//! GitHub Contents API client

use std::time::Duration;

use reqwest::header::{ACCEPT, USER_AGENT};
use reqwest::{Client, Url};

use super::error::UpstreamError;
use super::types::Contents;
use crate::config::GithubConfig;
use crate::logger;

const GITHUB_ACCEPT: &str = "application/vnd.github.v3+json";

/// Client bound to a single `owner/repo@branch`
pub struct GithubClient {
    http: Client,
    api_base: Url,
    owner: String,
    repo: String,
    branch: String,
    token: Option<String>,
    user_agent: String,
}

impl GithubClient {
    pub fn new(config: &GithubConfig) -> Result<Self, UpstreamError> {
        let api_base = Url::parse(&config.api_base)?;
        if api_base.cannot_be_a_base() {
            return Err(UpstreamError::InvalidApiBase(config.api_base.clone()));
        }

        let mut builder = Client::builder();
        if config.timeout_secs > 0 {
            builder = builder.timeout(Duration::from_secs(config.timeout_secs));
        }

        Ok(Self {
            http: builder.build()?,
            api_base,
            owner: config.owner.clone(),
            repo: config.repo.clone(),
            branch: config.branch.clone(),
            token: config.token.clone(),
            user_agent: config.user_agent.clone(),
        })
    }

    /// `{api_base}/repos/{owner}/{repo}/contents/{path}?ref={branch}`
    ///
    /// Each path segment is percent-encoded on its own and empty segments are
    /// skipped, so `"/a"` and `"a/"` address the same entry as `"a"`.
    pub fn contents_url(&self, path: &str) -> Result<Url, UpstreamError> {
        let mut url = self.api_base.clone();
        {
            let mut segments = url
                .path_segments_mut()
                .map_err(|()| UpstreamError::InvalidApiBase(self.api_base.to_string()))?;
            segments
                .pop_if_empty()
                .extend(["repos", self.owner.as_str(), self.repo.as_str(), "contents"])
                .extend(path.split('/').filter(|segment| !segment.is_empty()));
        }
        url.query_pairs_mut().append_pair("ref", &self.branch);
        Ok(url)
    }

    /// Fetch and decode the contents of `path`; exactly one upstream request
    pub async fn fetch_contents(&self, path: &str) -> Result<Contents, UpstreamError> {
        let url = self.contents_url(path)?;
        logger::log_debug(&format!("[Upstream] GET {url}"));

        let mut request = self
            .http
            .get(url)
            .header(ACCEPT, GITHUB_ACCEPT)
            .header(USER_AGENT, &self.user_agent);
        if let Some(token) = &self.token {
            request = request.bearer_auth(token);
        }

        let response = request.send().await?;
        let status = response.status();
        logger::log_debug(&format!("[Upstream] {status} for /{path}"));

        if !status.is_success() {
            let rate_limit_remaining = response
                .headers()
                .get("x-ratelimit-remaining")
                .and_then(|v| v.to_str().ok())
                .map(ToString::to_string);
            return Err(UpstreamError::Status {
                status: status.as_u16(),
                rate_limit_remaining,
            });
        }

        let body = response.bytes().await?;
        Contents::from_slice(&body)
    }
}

■ Directions for this task:
Go over the records above and tally each line that includes "GithubConfig". Give the total by itself.

■ Task response:
2